What is needed -> Check each line of the listing below for the string "transfer", and copy the ones that have it.

■ ■ ■ ■ ■ ■ ■

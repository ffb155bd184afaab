//! Per-shift attendance snapshot and the rules for patching it.
//!
//! A [`ShiftSnapshot`] is created from a full `GET /admin/latest` response
//! and afterwards only changes through [`ShiftSnapshot::apply`]. Rows are
//! never inserted or removed by events; the row set only changes when the
//! whole snapshot is replaced.

use std::collections::HashSet;

use serde::{Deserialize, Deserializer, Serialize};

use crate::event::{opaque_id, AttendanceEvent};
use crate::status::{Round, RoundStatus};
use crate::types::{ShiftId, Timestamp, UserId};

// ---------------------------------------------------------------------------
// RoundState / AttendanceRow
// ---------------------------------------------------------------------------

/// One user's state within one round.
#[derive(Debug, Clone, Default, PartialEq, Serialize, Deserialize)]
#[serde(rename_all = "camelCase")]
pub struct RoundState {
    #[serde(default)]
    pub status: RoundStatus,
    /// Image references in capture order.
    #[serde(default, deserialize_with = "nullable_vec")]
    pub images: Vec<String>,
    #[serde(default)]
    pub checkin_time: Option<String>,
    /// Opaque key for fetching full-resolution images.
    #[serde(default, deserialize_with = "opaque_id", skip_serializing_if = "Option::is_none")]
    pub checkin_id: Option<String>,
}

impl RoundState {
    /// Parsed check-in time, if present and RFC 3339.
    pub fn checked_in_at(&self) -> Option<Timestamp> {
        parse_timestamp(self.checkin_time.as_deref())
    }

    /// Merge an event into this state.
    ///
    /// The status is always replaced; images and check-in details only
    /// when the event carries them.
    fn merge(&mut self, event: &AttendanceEvent) {
        self.status = event.status;
        if let Some(images) = &event.images {
            self.images = images.clone();
        }
        if let Some(checkin_id) = &event.checkin_id {
            self.checkin_id = Some(checkin_id.clone());
        }
        if let Some(checkin_time) = &event.checkin_time {
            self.checkin_time = Some(checkin_time.clone());
        }
    }
}

/// One user's row in a shift snapshot.
#[derive(Debug, Clone, Default, PartialEq, Serialize, Deserialize)]
#[serde(rename_all = "camelCase")]
pub struct AttendanceRow {
    pub user_id: UserId,
    #[serde(default)]
    pub name: String,
    #[serde(default)]
    pub website_name: Option<String>,
    /// Shift label as displayed next to the name.
    #[serde(default)]
    pub shift: Option<String>,
    #[serde(default)]
    pub profile_url: Option<String>,
    #[serde(default)]
    pub round1: RoundState,
    #[serde(default)]
    pub round2: RoundState,
}

impl AttendanceRow {
    pub fn round(&self, round: Round) -> &RoundState {
        match round {
            Round::First => &self.round1,
            Round::Second => &self.round2,
        }
    }

    fn round_mut(&mut self, round: Round) -> &mut RoundState {
        match round {
            Round::First => &mut self.round1,
            Round::Second => &mut self.round2,
        }
    }
}

// ---------------------------------------------------------------------------
// StatusCounts
// ---------------------------------------------------------------------------

/// Aggregate number of users per counted status.
#[derive(Debug, Clone, Copy, Default, PartialEq, Eq, Serialize, Deserialize)]
pub struct StatusCounts {
    #[serde(default)]
    pub success: u32,
    #[serde(default)]
    pub pending: u32,
    #[serde(default)]
    pub late: u32,
    #[serde(default)]
    pub absent: u32,
}

impl StatusCounts {
    /// Count `round` statuses across `rows`.
    pub fn tally<'a>(rows: impl IntoIterator<Item = &'a AttendanceRow>, round: Round) -> Self {
        let mut counts = Self::default();
        for row in rows {
            if let Some(slot) = counts.slot_mut(row.round(round).status) {
                *slot += 1;
            }
        }
        counts
    }

    pub fn total(&self) -> u32 {
        self.success + self.pending + self.late + self.absent
    }

    /// Move one user from `from` to `to`.
    ///
    /// Zero delta when the statuses are equal. The decrement is floored
    /// at zero so drift in server-provided counts never underflows.
    pub fn transfer(&mut self, from: RoundStatus, to: RoundStatus) -> bool {
        if from == to {
            return false;
        }
        if let Some(slot) = self.slot_mut(from) {
            *slot = slot.saturating_sub(1);
        }
        if let Some(slot) = self.slot_mut(to) {
            *slot += 1;
        }
        from.is_counted() || to.is_counted()
    }

    fn slot_mut(&mut self, status: RoundStatus) -> Option<&mut u32> {
        match status {
            RoundStatus::Success => Some(&mut self.success),
            RoundStatus::Pending => Some(&mut self.pending),
            RoundStatus::Late => Some(&mut self.late),
            RoundStatus::Absent => Some(&mut self.absent),
            RoundStatus::None => None,
        }
    }
}

// ---------------------------------------------------------------------------
// ShiftSnapshot
// ---------------------------------------------------------------------------

/// Identity and timing of the round a snapshot describes.
#[derive(Debug, Clone, Default, PartialEq, Serialize, Deserialize)]
#[serde(rename_all = "camelCase")]
pub struct SnapshotMeta {
    pub shift_id: ShiftId,
    #[serde(default)]
    pub shift_name: String,
    #[serde(default)]
    pub shift_time: String,
    #[serde(default)]
    pub round: Option<i64>,
    #[serde(default)]
    pub start_at: Option<String>,
    /// Round close time (start plus the ten-minute window).
    #[serde(default, rename = "endAt10")]
    pub end_at: Option<String>,
}

impl SnapshotMeta {
    pub fn starts_at(&self) -> Option<Timestamp> {
        parse_timestamp(self.start_at.as_deref())
    }

    pub fn ends_at(&self) -> Option<Timestamp> {
        parse_timestamp(self.end_at.as_deref())
    }
}

/// The full attendance table for one shift's current round.
#[derive(Debug, Clone, Default, PartialEq, Serialize, Deserialize)]
pub struct ShiftSnapshot {
    pub meta: SnapshotMeta,
    #[serde(default)]
    pub counts: StatusCounts,
    #[serde(default)]
    pub rows: Vec<AttendanceRow>,
}

/// Result of applying one [`AttendanceEvent`] to a snapshot.
#[derive(Debug, Clone, Copy, PartialEq, Eq)]
pub enum ApplyOutcome {
    /// The row was updated.
    Applied {
        previous: RoundStatus,
        counts_changed: bool,
    },
    /// The event belongs to a different shift.
    WrongShift,
    /// No row with the event's user id exists.
    UnknownUser,
}

impl ShiftSnapshot {
    pub fn shift_id(&self) -> &str {
        &self.meta.shift_id
    }

    /// The round whose statuses the aggregate counts describe.
    ///
    /// Falls back to round one when the backend reports no round (or a
    /// number outside 1..=2).
    pub fn counted_round(&self) -> Round {
        self.meta
            .round
            .and_then(|n| Round::try_from(n).ok())
            .unwrap_or(Round::First)
    }

    pub fn row(&self, user_id: &str) -> Option<&AttendanceRow> {
        self.rows.iter().find(|row| row.user_id == user_id)
    }

    /// Drop rows whose user id already appeared earlier in the list.
    ///
    /// Each dropped row is also taken out of the counts (its counted-round
    /// status moves to `None`), since the server counted it. Returns the
    /// number of rows removed.
    pub fn dedupe_rows(&mut self) -> usize {
        let counted = self.counted_round();
        let mut seen = HashSet::with_capacity(self.rows.len());
        let mut dropped = Vec::new();
        self.rows.retain(|row| {
            let first = seen.insert(row.user_id.clone());
            if !first {
                dropped.push(row.round(counted).status);
            }
            first
        });
        for status in &dropped {
            self.counts.transfer(*status, RoundStatus::None);
        }
        dropped.len()
    }

    /// Compare the held counts against a tally of the counted round.
    ///
    /// Returns the tally when they disagree.
    pub fn count_drift(&self) -> Option<StatusCounts> {
        let tally = StatusCounts::tally(&self.rows, self.counted_round());
        (tally != self.counts).then_some(tally)
    }

    /// Patch one row from an event.
    pub fn apply(&mut self, event: &AttendanceEvent) -> ApplyOutcome {
        if event.shift_id != self.meta.shift_id {
            return ApplyOutcome::WrongShift;
        }
        let counted = self.counted_round();
        let Some(row) = self.rows.iter_mut().find(|row| row.user_id == event.user_id) else {
            return ApplyOutcome::UnknownUser;
        };

        let state = row.round_mut(event.round);
        let previous = state.status;
        state.merge(event);

        let counts_changed = event.round == counted && self.counts.transfer(previous, event.status);
        ApplyOutcome::Applied {
            previous,
            counts_changed,
        }
    }
}

fn parse_timestamp(raw: Option<&str>) -> Option<Timestamp> {
    raw.and_then(|s| chrono::DateTime::parse_from_rfc3339(s).ok())
        .map(|dt| dt.with_timezone(&chrono::Utc))
}

fn nullable_vec<'de, D>(deserializer: D) -> Result<Vec<String>, D::Error>
where
    D: Deserializer<'de>,
{
    Ok(Option::<Vec<String>>::deserialize(deserializer)?.unwrap_or_default())
}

■ ■ ■ ■ ■ ■ ■

Task result ->
    pub fn transfer(&mut self, from: RoundStatus, to: RoundStatus) -> bool {
            self.counts.transfer(*status, RoundStatus::None);
        let counts_changed = event.round == counted && self.counts.transfer(previous, event.status);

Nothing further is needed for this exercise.